No importa con qué formalidades lo hayan consagrado en el altar de la esclavitud, en el mismo momento en que pone pie en el sagrado suelo de Gran Bretaña, el altar y el Dios se hunden en el polvo y queda redimido, regenerado y liberado, por el genio irresistible de la emancipación universal.

Curran [55]


Debemos dejar a Tom un rato en manos de sus torturadores mientras nos volvemos para seguir las aventuras de George y su esposa, a los que dejamos en manos amigables en una granja al borde del camino.

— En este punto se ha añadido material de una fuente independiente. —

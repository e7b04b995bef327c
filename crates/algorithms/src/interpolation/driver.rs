//! Interpolation over value arrays with missing (non-finite) entries
//!
//! A source row holding NaN must not contaminate its neighbors, but
//! rebuilding an interpolator for every value column is wasteful when
//! only a few columns have gaps. The driver therefore works in passes:
//!
//! - 1-D values: drop the invalid source rows once and interpolate from
//!   the remaining sources.
//! - 2-D values: one pass over the full source set, then, per column,
//!   a reduced interpolator restricted to the targets that came out
//!   non-finite and the sources that are valid in that column. The column
//!   patches are computed independently and merged by index.
//! - Higher ranks: only a single full pass is supported, so any
//!   non-finite value is rejected.

use ndarray::{Array, Array1, Array2, ArrayBase, ArrayView2, Data, Dimension, Ix1, Ix2};
use scatterfill_core::{CoordinateSet, Error, IntoCoordinates, Result};

use super::method::Method;
use crate::maybe_rayon::*;

/// Recomputed values for one column of a 2-D value array
struct ColumnPatch {
    column: usize,
    targets: Vec<usize>,
    values: Array1<f64>,
}

/// Interpolate `values` from `sources` onto `targets`, ignoring non-finite
/// source values.
///
/// The first axis of `values` runs over the sources; the output has the
/// same dimension with the first axis resized to the number of targets.
/// Inputs are never modified.
///
/// # Errors
/// - `ShapeMismatch` if `values` does not have one row per source
/// - `UnsupportedRank` if `values` has three or more axes and contains
///   non-finite entries
pub fn interpolate_with_missing<S, D>(
    sources: impl IntoCoordinates,
    targets: impl IntoCoordinates,
    values: &ArrayBase<S, D>,
    method: &Method,
) -> Result<Array<f64, D>>
where
    S: Data<Elem = f64>,
    D: Dimension,
{
    let sources = sources.into_coordinates()?;
    let targets = targets.into_coordinates()?;
    sources.ensure_same_dim(&targets)?;

    let rows = values.shape().first().copied().unwrap_or(0);
    if values.ndim() > 0 && rows != sources.len() {
        return Err(Error::ShapeMismatch {
            expected: sources.len(),
            actual: rows,
            context: "interpolation with missing values",
        });
    }

    match values.ndim() {
        1 => {
            let column = values.view().into_dimensionality::<Ix1>()?;
            let out = interpolate_column(&sources, &targets, column.iter().copied(), method)?;
            Ok(out.into_dimensionality::<D>()?)
        }
        2 => {
            let matrix = values.view().into_dimensionality::<Ix2>()?;
            let out = interpolate_columns(&sources, &targets, matrix, method)?;
            Ok(out.into_dimensionality::<D>()?)
        }
        ndim => {
            if ndim >= 3 && values.iter().any(|v| !v.is_finite()) {
                return Err(Error::UnsupportedRank { ndim });
            }
            method.build_sets(&sources, &targets)?.evaluate(values)
        }
    }
}

/// Build on the valid sources of one column and evaluate at `targets`.
fn interpolate_column(
    sources: &CoordinateSet,
    targets: &CoordinateSet,
    column: impl Iterator<Item = f64>,
    method: &Method,
) -> Result<Array1<f64>> {
    let (keep, kept_values): (Vec<usize>, Vec<f64>) = column
        .enumerate()
        .filter(|(_, v)| v.is_finite())
        .unzip();

    if keep.len() < sources.len() {
        tracing::debug!(
            dropped = sources.len() - keep.len(),
            remaining = keep.len(),
            "dropping non-finite source rows"
        );
    }

    let interpolator = method.build_sets(&sources.select(&keep), targets)?;
    interpolator.evaluate(&Array1::from(kept_values))
}

fn interpolate_columns(
    sources: &CoordinateSet,
    targets: &CoordinateSet,
    values: ArrayView2<'_, f64>,
    method: &Method,
) -> Result<Array2<f64>> {
    let mut out = method.build_sets(sources, targets)?.evaluate(&values)?;

    let patches: Vec<Option<ColumnPatch>> = (0..values.ncols())
        .into_par_iter()
        .map(|c| column_patch(sources, targets, values, out.view(), c, method))
        .collect::<Result<_>>()?;

    for patch in patches.into_iter().flatten() {
        tracing::debug!(
            column = patch.column,
            targets = patch.targets.len(),
            "recomputed column from valid sources"
        );
        for (&t, &v) in patch.targets.iter().zip(&patch.values) {
            out[(t, patch.column)] = v;
        }
    }

    Ok(out)
}

/// Recompute the non-finite results of column `c`, if any, from the
/// sources that are valid in that column.
///
/// Returns `None` when nothing needs recomputing, including the case where
/// every source is valid so a second pass would repeat the first.
fn column_patch(
    sources: &CoordinateSet,
    targets: &CoordinateSet,
    values: ArrayView2<'_, f64>,
    first_pass: ArrayView2<'_, f64>,
    c: usize,
    method: &Method,
) -> Result<Option<ColumnPatch>> {
    let broken: Vec<usize> = first_pass
        .column(c)
        .iter()
        .enumerate()
        .filter(|(_, v)| !v.is_finite())
        .map(|(t, _)| t)
        .collect();
    if broken.is_empty() {
        return Ok(None);
    }

    let column = values.column(c);
    if column.iter().all(|v| v.is_finite()) {
        return Ok(None);
    }

    let patched = interpolate_column(
        sources,
        &targets.select(&broken),
        column.iter().copied(),
        method,
    )?;

    Ok(Some(ColumnPatch {
        column: c,
        targets: broken,
        values: patched,
    }))
}
//! Error types for scatterfill

use thiserror::Error;

/// Main error type for scatterfill operations
#[derive(Error, Debug)]
pub enum Error {
    /// Value array does not carry one row per source point.
    #[error("Shape mismatch in {context}: expected {expected} source rows, got {actual}")]
    ShapeMismatch {
        expected: usize,
        actual: usize,
        context: &'static str,
    },

    /// Coordinate input has more structural axes than (points, dims).
    #[error("Cannot normalize coordinates with {ndim} structural dimensions (at most 2 supported)")]
    CoordinateRank { ndim: usize },

    #[error("Coordinate axis {axis} has {actual} points, expected {expected}")]
    UnequalAxes {
        axis: usize,
        expected: usize,
        actual: usize,
    },

    #[error("Coordinate dimensionality mismatch: sources are {source_dim}-D, targets are {target_dim}-D")]
    DimensionMismatch { source_dim: usize, target_dim: usize },

    /// Missing-value handling is only defined for values of rank <= 2.
    #[error("Values of rank {ndim} containing non-finite entries are not supported")]
    UnsupportedRank { ndim: usize },

    #[error("{context} requires at least {required} points, got {actual}")]
    InsufficientPoints {
        required: usize,
        actual: usize,
        context: &'static str,
    },

    #[error("{context} does not support {dim}-D coordinates")]
    UnsupportedDimension { dim: usize, context: &'static str },

    #[error("Field size mismatch: expected ({er}, {ec}), got ({ar}, {ac})")]
    SizeMismatch { er: usize, ec: usize, ar: usize, ac: usize },

    #[error("Index out of bounds: ({row}, {col}) in field of size ({rows}, {cols})")]
    IndexOutOfBounds {
        row: usize,
        col: usize,
        rows: usize,
        cols: usize,
    },

    #[error("Invalid parameter: {name} = {value} ({reason})")]
    InvalidParameter {
        name: &'static str,
        value: String,
        reason: String,
    },

    #[error("Invalid covariance model: {0}")]
    Parse(String),

    #[error("Array shape error: {0}")]
    Array(#[from] ndarray::ShapeError),

    #[error("Algorithm error: {0}")]
    Algorithm(String),

    #[error("{0}")]
    Other(String),
}

impl Error {
    /// Whether this error reports an array or coordinate shape violation.
    pub fn is_shape_error(&self) -> bool {
        matches!(
            self,
            Error::ShapeMismatch { .. }
                | Error::CoordinateRank { .. }
                | Error::UnequalAxes { .. }
                | Error::DimensionMismatch { .. }
                | Error::SizeMismatch { .. }
                | Error::Array(_)
        )
    }
}

/// Result type alias for scatterfill operations
pub type Result<T> = std::result::Result<T, Error>;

Dejamos a Tom Loker revolviéndose y gruñendo en una inmaculada cama cuáquera, bajo la supervisión maternal de la tía Dorcas, quien le encontraba un paciente tan dócil como si fuera un bisonte enfermo.

Imaginaos a una mujer alta, decorosa y espiritual con un limpio gorro de muselina posado encima de las ondas de su cabello plateado, partidas en medio de una frente despejada debajo de la cual asoman unos ojos grises y pensativos. Un níveo pañuelo de gasa está pulcramente plegado sobre su pecho; su vestido de lustrosa seda marrón susurra pacíficamente mientras se desliza de un lado a otro en el dormitorio.

– ¡Diablos! -dijo Tom, apartando la ropa de cama con brusquedad.

– Debo pedirte, Thomas, que no utilices semejante lenguaje -dijo la tía Dorcas, arreglando tranquilamente la cama.

– Pues no lo utilizaré, abuela, si puedo evitarlo -dijo Tom-; pero hace tanto maldito calor que es difícil no renegar.

Dorcas quitó una colcha y volvió a ordenar la ropa de cama, que remetió hasta conseguir que Tom pareciera una especie de crisálida, comentando al mismo tiempo:

– Me gustaría, amigo, que dejaras de jurar y blasfemar y enmendaras tus modales.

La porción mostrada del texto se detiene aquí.